The letter said the bill would present problems similar to that of Medicare, calling it both a financial burden unless payment caps were added and an invitation for abuse and fraud. The Congressional Budget Office has not yet completed a cost estimate.
“We’re not sure this is going to provide the best health care for rural veterans,” Steve Robertson, director of legislative affairs for the American Legion, said. “In utopia it would work great, but in reality there needs to be limits placed on it.”
For Army National Guard sergeant and Iraq War veteran Trina Wycoff of Allenstown, the half-hour drive to the Manchester VA medical center is not unreasonable. She must take off work to make her appointments but, she concedes, she is within driving distance to receive her medical care.
Many New Hampshire veterans are not as lucky as Wycoff, however. They either live in the North Country hours away from Manchester or are in need of a full-service hospital, and they face tremendous obstacles to accessing health care. For in-patient care and other treatments unavailable at the Manchester VA medical center, the facility must shuttle patients to medical centers in Massachusetts.
Even veterans using services in Manchester, however, face problems of access. Wycoff recalled witnessing an older veteran during one of her visits ask an attendant how he could possibly get to his home in northern New Hampshire after spending his entire day in Manchester. After he received little help from the staff, Wycoff volunteered to give him a ride.
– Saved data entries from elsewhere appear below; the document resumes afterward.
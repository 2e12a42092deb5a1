//! 提交分发（CommitDispatcher）协议
//!
//! 保存成功后将新提交通知下游订阅者。分发发生在提交已持久化之后，
//! 失败不会回滚提交：仓储只记录告警，由分发实现自行保证至少一次投递。
//!
use crate::{error::DomainResult as Result, persist::Commit};
use async_trait::async_trait;
use std::sync::Arc;

#[async_trait]
pub trait CommitDispatcher: Send + Sync {
    async fn dispatch(&self, commit: &Commit) -> Result<()>;
}

#[async_trait]
impl<T> CommitDispatcher for Arc<T>
where
    T: CommitDispatcher + ?Sized,
{
    async fn dispatch(&self, commit: &Commit) -> Result<()> {
        (**self).dispatch(commit).await
    }
}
“He had no way of getting home,” she said. “His day had started at 6 in the morning. For many people you can’t come all the way down here, spend a whole day in Manchester and find your way back.”
Mary Morin, director of the New Hampshire State Veterans Council, said that increased access to medical facilities “might streamline veterans from North Country who have difficulty coming down to Manchester. Any time you can get health care to the veterans it’s a good thing.”
While the proposed legislation might help veterans stranded hours away from care receive treatment at their local hospitals, it also would risk taking them away from experts trained to treat injuries unique to returning veterans, such as post-traumatic stress disorder and traumatic brain injury, said Dr. Setin Savage, president of the New Hampshire Medical Society and independent consultant to the Manchester VA.
“There are a limited number of health care facilities for veterans in New England so anything that improves access to quality medical care is something we support,” Savage said. “But you can’t just assume that community providers are as prepared as veteran centers. They don’t have as much experience” in treating combat-related injuries.
Though the fate of the Veterans Health Care Empowerment Act is uncertain, veterans’ advocates are happy finally to see legislators begin to take action.
“Something needs to change within the VA system,” Savage said. “What the bill at least does is create innovative approaches to examine the system.”